# 12 X 36 Craftsman - What's It Worth?



## Alan H. (Oct 19, 2016)

I am going to sell my 12 x 36 Craftsman Commercial/Atlas cabinet lathe to make room for other equipment.  I have owned the lathe since 1988 and it is in decent condition.   It has had very little use since I have owned it.   It has three and four jaw chucks, a faceplate and a tapering attachment.

I am not sure what its vintage is but there is a photo of the nameplate attached.  

I am looking for insights and advice on what its value is.  I may sell it at a discount to a friend to avoid the Craigslist tangle.  

So what is one of these worth?  (By the way, I am on the Gulf Coast.)

Thanks in advance for your help.


----------



## roadie33 (Oct 19, 2016)

I live in the Midwest where that size of Lathe rarely come up and when they do, usually sell for around $2000 or more. 
I bought the same exact 101.28990 Lathe 2 years ago for $1000 with #20 of HSS blanks, a 3 jaw chuck and the old  lantern tool post.
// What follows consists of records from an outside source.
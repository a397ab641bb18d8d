use crate::preview::{is_image, is_textual};
use chrono::{TimeZone, Utc};

/// `1536` -> `"1.50 KB"`.
pub fn format_size(bytes: u64) -> String {
    const UNITS: [&str; 4] = ["B", "KB", "MB", "GB"];
    let mut size = bytes as f64;
    let mut unit = 0;
    while size >= 1024.0 && unit < UNITS.len() - 1 {
        size /= 1024.0;
        unit += 1;
    }
    format!("{:.2} {}", size, UNITS[unit])
}

/// Unix seconds to a calendar date (UTC).
pub fn format_date(ts: i64) -> String {
    match Utc.timestamp_opt(ts, 0).single() {
        Some(dt) => dt.format("%Y-%m-%d").to_string(),
        None => "-".to_string(),
    }
}

pub fn sanitize_label(s: &str) -> String {
    // Control characters (ESC in particular) would corrupt the terminal.
    let mut out = String::with_capacity(s.len());
    for ch in s.chars() {
        if ch.is_control() {
            out.push('\u{FFFD}');
        } else {
            out.push(ch);
        }
    }
    out
}

/// Like [`sanitize_label`] but keeps line breaks and tabs, for text previews.
/// Carriage returns are dropped so CRLF text reads like LF text.
pub fn sanitize_text(s: &str) -> String {
    s.chars()
        .filter_map(|ch| match ch {
            '\r' => None,
            '\n' => Some('\n'),
            '\t' => Some(' '),
            c if c.is_control() => Some('\u{FFFD}'),
            c => Some(c),
        })
        .collect()
}

/// History entries containing `input`, case-insensitively, in history order.
pub fn suggestions<'a>(history: &'a [String], input: &str) -> Vec<&'a str> {
    let needle = input.trim().to_lowercase();
    history
        .iter()
        .filter(|addr| addr.to_lowercase().contains(&needle))
        .map(String::as_str)
        .collect()
}

/// Glyph shown when a preview has no payload.
pub fn kind_glyph(content_type: Option<&str>) -> &'static str {
    match content_type {
        Some(ct) if is_image(ct) => "[img]",
        Some(ct) if ct.starts_with("text/") => "[txt]",
        Some(ct) if is_textual(ct) => "[</>]",
        _ => "[doc]",
    }
}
I thought that was at a steal.
It was in good shape and holds good tolerances.
I'd check Craigslist in your area and see what others of that size are going for and go from there.


----------



## wa5cab (Oct 20, 2016)

There were around 17,000 of that family made (counting both Atlas and Craftsman badged), with the majority being either 101.28990 or 3996's.A rough guess is that yours was made in late 1972.  If yours is in as good a condition as the cosmetics suggest, I would agree with $2000 in the South (where few turn up).
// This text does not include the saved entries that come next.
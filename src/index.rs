use crate::error::IndexError;
use crate::types::{IndexResponse, ListingPage};
use serde::Serialize;
use std::time::Duration;
use tracing::debug;

pub const DEFAULT_INDEX_URL: &str = "https://crust.webapi.subscan.io";
pub const PAGE_SIZE: u32 = 100;

/// Source of paginated file listings for a network address.
///
/// `page` is zero-based. No retries happen at this layer.
pub trait IndexSource: Send + Sync {
    fn fetch_files(&self, address: &str, page: u32) -> Result<ListingPage, IndexError>;
}

#[derive(Debug, Serialize)]
struct OrdersRequest<'a> {
    address: &'a str,
    all_orders: bool,
    page: u32,
    row: u32,
}

/// HTTP client for the Subscan-style orders endpoint.
pub struct IndexClient {
    http: reqwest::blocking::Client,
    base_url: String,
}

impl IndexClient {
    pub fn new(base_url: impl Into<String>, timeout: Duration) -> Self {
        let http = reqwest::blocking::Client::builder()
            .timeout(timeout)
            .build()
            .unwrap_or_else(|_| reqwest::blocking::Client::new());
        Self {
            http,
            base_url: base_url.into().trim_end_matches('/').to_string(),
        }
    }

    fn orders_url(&self) -> String {
        format!("{}/api/scan/swork/member/orders", self.base_url)
    }
}

impl IndexSource for IndexClient {
    fn fetch_files(&self, address: &str, page: u32) -> Result<ListingPage, IndexError> {
        let body = OrdersRequest {
            address,
            all_orders: false,
            page,
            row: PAGE_SIZE,
        };
        debug!(address = %address, page, "fetching file listing");

        let res = self.http.post(self.orders_url()).json(&body).send()?;
        let status = res.status();
        if !status.is_success() {
            return Err(IndexError::Status(status.as_u16()));
        }

        let parsed: IndexResponse = res.json()?;
        ListingPage::try_from(parsed)
    }
}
What is the item with the handwheel sitting on the shelf under the red plastic case?


----------



## roadie33 (Oct 20, 2016)

Looks like the same type of handle that is on my milling attachment.


----------



## Alan H. (Oct 20, 2016)

wa5cab said:


> . . . . . . . ..
> 
> What is the item with the handwheel sitting on the shelf under the red plastic case?



That is a x-y milling table for a drill press that's just stored there.  That is something I do not use and I should get rid of it.


----------



## wa5cab (Oct 20, 2016)

OK.  But it looks quite low profile compared to tables that I have or have seen.  How about a photo of it uncovered?


----------



## Inflight (Oct 20, 2016)

wa5cab said:


> OK.  But it looks quite low profile compared to tables that I have or have seen.  How about a photo of it uncovered?
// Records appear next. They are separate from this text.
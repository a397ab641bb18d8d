use crate::app::App;
use crate::format::sanitize_label;
use crate::tabs::{Tab, TabId, UiCommand};
use crate::widgets::{mouse_in, Button};
use crossterm::event::{KeyCode, KeyEvent, MouseButton, MouseEvent, MouseEventKind};
use ratatui::{
    layout::{Constraint, Direction, Layout, Rect},
    style::{Color, Style},
    text::Line,
    widgets::{Block, Borders, List, ListItem, ListState, Paragraph},
    Frame,
};

/// "Recent Addresses": pick one to browse it again.
pub struct HistoryTab {
    list_state: ListState,
    list_area: Rect,
    clear_area: Rect,
    clear_hovered: bool,
}

impl HistoryTab {
    pub fn new() -> Self {
        let mut list_state = ListState::default();
        list_state.select(Some(0));
        Self {
            list_state,
            list_area: Rect::default(),
            clear_area: Rect::default(),
            clear_hovered: false,
        }
    }

    fn move_selection(&mut self, delta: i32, len: usize) {
        if len == 0 {
            self.list_state.select(None);
            return;
        }
        let cur = self.list_state.selected().unwrap_or(0) as i32;
        let next = (cur + delta).clamp(0, len as i32 - 1) as usize;
        self.list_state.select(Some(next));
    }

    fn open_selected(&mut self, app: &mut App) -> UiCommand {
        let Some(addr) = self
            .list_state
            .selected()
            .and_then(|i| app.history.get(i).cloned())
        else {
            return UiCommand::None;
        };
        if app.submit(&addr) {
            return UiCommand::SwitchTab(TabId::Browse);
        }
        UiCommand::None
    }
}

impl Default for HistoryTab {
    fn default() -> Self {
        Self::new()
    }
}

impl Tab for HistoryTab {
    fn id(&self) -> TabId {
        TabId::History
    }

    fn draw(&mut self, f: &mut Frame, area: Rect, app: &mut App) {
        let chunks = Layout::default()
            .direction(Direction::Vertical)
            .constraints([Constraint::Min(3), Constraint::Length(3)])
            .split(area);
        self.list_area = chunks[0];

        if app.history.is_empty() {
            self.list_state.select(None);
            let p = Paragraph::new("No recent addresses yet.")
                .style(Style::default().fg(Color::DarkGray))
                .block(Block::default().title("Recent Addresses").borders(Borders::ALL));
            f.render_widget(p, chunks[0]);
        } else {
            if self.list_state.selected().is_none() {
                self.list_state.select(Some(0));
            }
            let current = app.listing.address();
            let items: Vec<ListItem> = app
                .history
                .iter()
                .map(|a| {
                    let style = if Some(a.as_str()) == current {
                        Style::default().fg(Color::Green)
                    } else {
                        Style::default()
                    };
                    ListItem::new(Line::styled(sanitize_label(a), style))
                })
                .collect();
            let list = List::new(items)
                .block(Block::default().title("Recent Addresses").borders(Borders::ALL))
                .highlight_style(Style::default().fg(Color::Black).bg(Color::Yellow));
            f.render_stateful_widget(list, chunks[0], &mut self.list_state);
        }

        let bottom = Layout::default()
            .direction(Direction::Horizontal)
            .constraints([Constraint::Min(10), Constraint::Length(18)])
            .split(chunks[1]);
        let help = Paragraph::new("Enter browse | c clear | j/k move")
            .block(Block::default().borders(Borders::ALL));
        f.render_widget(help, bottom[0]);

        self.clear_area = bottom[1];
        let clear = Button::new("Clear history").enabled(!app.history.is_empty());
        clear.draw(f, self.clear_area, self.clear_hovered);
    }

    fn on_key(&mut self, key: KeyEvent, app: &mut App) -> UiCommand {
        match key.code {
            KeyCode::Char('j') | KeyCode::Down => self.move_selection(1, app.history.len()),
            KeyCode::Char('k') | KeyCode::Up => self.move_selection(-1, app.history.len()),
            KeyCode::Enter => return self.open_selected(app),
            KeyCode::Char('c') => app.clear_history(),
            _ => {}
        }
        UiCommand::None
    }

    fn on_mouse(&mut self, mouse: MouseEvent, _area: Rect, app: &mut App) -> UiCommand {
        self.clear_hovered = mouse_in(self.clear_area, &mouse);

        match mouse.kind {
            MouseEventKind::Down(MouseButton::Left) => {
                if self.clear_hovered {
                    app.clear_history();
                    return UiCommand::None;
                }
                if mouse_in(self.list_area, &mouse) {
                    // +1 for the top border.
                    let row = mouse.row.saturating_sub(self.list_area.y + 1) as usize
                        + self.list_state.offset();
                    if row < app.history.len() {
                        let already = self.list_state.selected() == Some(row);
                        self.list_state.select(Some(row));
                        if already {
                            return self.open_selected(app);
                        }
                    }
                }
            }
            MouseEventKind::ScrollDown if mouse_in(self.list_area, &mouse) => {
                self.move_selection(1, app.history.len())
            }
            MouseEventKind::ScrollUp if mouse_in(self.list_area, &mouse) => {
                self.move_selection(-1, app.history.len())
            }
            _ => {}
        }
        UiCommand::None
    }
}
Take a closer look at the original photo.  Clearly visible under the larger red box is the X-Axis with hand wheels on either end.


----------



## wa5cab (Oct 20, 2016)

OK, you're correct.  It is quite large.


----------



## Alan H. (Oct 20, 2016)

wa5cab said:


> OK.  But it looks quite low profile compared to tables that I have or have seen.  How about a photo of it uncovered?


Here is a photo.  Sorry I was a bit lazy in that I didn't pull it out.  It's sitting on the shelf of the lathe and I simply uncovered it for the photo.  It is cranked all the way back to make room on the shelf and so the handwheel can also hang off the front of the shelf.


----------



## wa5cab (Oct 21, 2016)

Thanks.  That looks to be comparable in size to the table on an Atlas mill.


----------



## Alan H. (Nov 19, 2016)

It was adopted and went to its new home!  I hear it made the journey safely and already in its place.


----------